* What to work on
Please write out, exactly, every line of the listing from its first line through the one that includes "cycle, in order.".
┌─ Extracted data
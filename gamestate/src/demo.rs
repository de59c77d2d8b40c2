//! The attract-demo sequence: the perpetual idle loop of title pages,
//! credit pages and recorded demos shown when no game is active. Entered
//! at startup or when a game ends, exited the instant a game starts.

/// The seven stops of the attract cycle, in order.
#[derive(Debug, Clone, Copy, PartialEq, Eq)]
pub enum DemoPage {
    TitleScreen,
    /// The title page again with the advisory notice patch overlaid.
    AdvisoryScreen,
    Demo1,
    CreditScreen,
    Demo2,
    /// Shareware builds advertise the full game here; others repeat the
    /// credits.
    OrderOrCreditScreen,
    Demo3,
}

impl DemoPage {
    const CYCLE: [DemoPage; 7] = [
        DemoPage::TitleScreen,
        DemoPage::AdvisoryScreen,
        DemoPage::Demo1,
        DemoPage::CreditScreen,
        DemoPage::Demo2,
        DemoPage::OrderOrCreditScreen,
        DemoPage::Demo3,
    ];

    pub const fn index(self) -> usize {
        match self {
            DemoPage::TitleScreen => 0,
            DemoPage::AdvisoryScreen => 1,
            DemoPage::Demo1 => 2,
            DemoPage::CreditScreen => 3,
            DemoPage::Demo2 => 4,
            DemoPage::OrderOrCreditScreen => 5,
            DemoPage::Demo3 => 6,
        }
    }

    pub const fn is_demo(self) -> bool {
        matches!(self, DemoPage::Demo1 | DemoPage::Demo2 | DemoPage::Demo3)
    }

    const fn next(self) -> Self {
        Self::CYCLE[(self.index() + 1) % Self::CYCLE.len()]
    }
}

/// What the game should do after an advance.
#[derive(Debug, Clone, PartialEq, Eq)]
pub enum SequenceAction {
    /// Show a full-screen page for a while. `advisory` asks for the
    /// advisory patch on top.
    ShowPage {
        name: &'static str,
        tics: i32,
        advisory: bool,
    },
    /// Defer playback of a built-in demo lump; duration-driven, not
    /// tic-driven.
    PlayDemo(&'static str),
}

/// Countdown state for the current page. The timer only runs on timed
/// pages; demo pages advance when playback reports completion.
#[derive(Debug)]
pub struct DemoSequence {
    page: DemoPage,
    /// Tics left on the current timed page.
    page_tics: i32,
    started: bool,
}

impl DemoSequence {
    pub fn new() -> Self {
        Self {
            // First advance lands on the title page.
            page: DemoPage::Demo3,
            page_tics: 0,
            started: false,
        }
    }

    pub const fn page(&self) -> DemoPage {
        self.page
    }

    /// Restart the cycle from the title, as `D_StartTitle` does.
    pub fn reset(&mut self) {
        self.page = DemoPage::Demo3;
        self.started = false;
    }

    /// Decrement the page timer. Returns true when the page has run out
    /// and the sequence should advance.
    pub fn ticker(&mut self) -> bool {
        if !self.started || self.page.is_demo() {
            return !self.started;
        }
        self.page_tics -= 1;
        self.page_tics < 0
    }

    /// Step to the next page, skipping demo pages entirely when internal
    /// demos are disabled. Never fails and never terminates: the cycle
    /// wraps modulo seven.
    pub fn advance(&mut self, internal_demos: bool, shareware: bool) -> SequenceAction {
        self.started = true;
        self.page = self.page.next();
        if !internal_demos && self.page.is_demo() {
            // Bypass straight to the next timed page.
            self.page = self.page.next();
        }

        let action = match self.page {
            DemoPage::TitleScreen => SequenceAction::ShowPage {
                name: "TITLE",
                tics: 210,
                advisory: false,
            },
            DemoPage::AdvisoryScreen => SequenceAction::ShowPage {
                name: "TITLE",
                tics: 140,
                advisory: true,
            },
            DemoPage::CreditScreen => SequenceAction::ShowPage {
                name: "CREDIT",
                tics: 200,
                advisory: false,
            },
            DemoPage::OrderOrCreditScreen => SequenceAction::ShowPage {
                name: if shareware { "ORDER" } else { "CREDIT" },
                tics: 200,
                advisory: false,
            },
            DemoPage::Demo1 => SequenceAction::PlayDemo("demo1"),
            DemoPage::Demo2 => SequenceAction::PlayDemo("demo2"),
            DemoPage::Demo3 => SequenceAction::PlayDemo("demo3"),
        };

        if let SequenceAction::ShowPage { tics, .. } = action {
            self.page_tics = tics;
        }
        action
    }
}

impl Default for DemoSequence {
    fn default() -> Self {
        Self::new()
    }
}
//! Text statusbar. Caches the player status during the ticker and draws
//! it as a single row under the viewport.

use gamestate_traits::{
    GameTraits, Key, PlayerStatus, SubsystemTrait, TextColor, TextRender,
};

const STATUS_Y: i32 = 190;

#[derive(Debug, Default)]
pub struct Statusbar {
    status: PlayerStatus,
}

impl Statusbar {
    pub fn new() -> Self {
        Self::default()
    }

    fn health_colour(&self) -> TextColor {
        if self.status.health > 50 {
            TextColor::Green
        } else if self.status.health > 20 {
            TextColor::Yellow
        } else {
            TextColor::Red
        }
    }
}

impl SubsystemTrait for Statusbar {
    fn init(&mut self, game: &impl GameTraits) {
        self.status = game.player_status();
    }

    fn responder(&mut self, _key: Key, _game: &mut impl GameTraits) -> bool {
        false
    }

    fn ticker(&mut self, game: &mut impl GameTraits) -> bool {
        self.status = game.player_status();
        false
    }

    fn draw(&mut self, sink: &mut impl TextRender) {
        let health = format!("HEALTH {}", self.status.health);
        sink.draw_text(&health, 8, STATUS_Y, self.health_colour());

        let armor = format!("ARMOR {}", self.status.armor);
        sink.draw_text(&armor, 96, STATUS_Y, TextColor::LightGray);

        let ammo = format!("AMMO {}/{}", self.status.ready_ammo, self.status.max_ammo);
        sink.draw_text(&ammo, 184, STATUS_Y, TextColor::LightGray);
    }
}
└─
* Task output
filename gamestate/src/demo.rs
repository de59c77d2d8b40c2
//! The attract-demo sequence: the perpetual idle loop of title pages,
//! credit pages and recorded demos shown when no game is active. Entered
//! at startup or when a game ends, exited the instant a game starts.

/// The seven stops of the attract cycle, in order.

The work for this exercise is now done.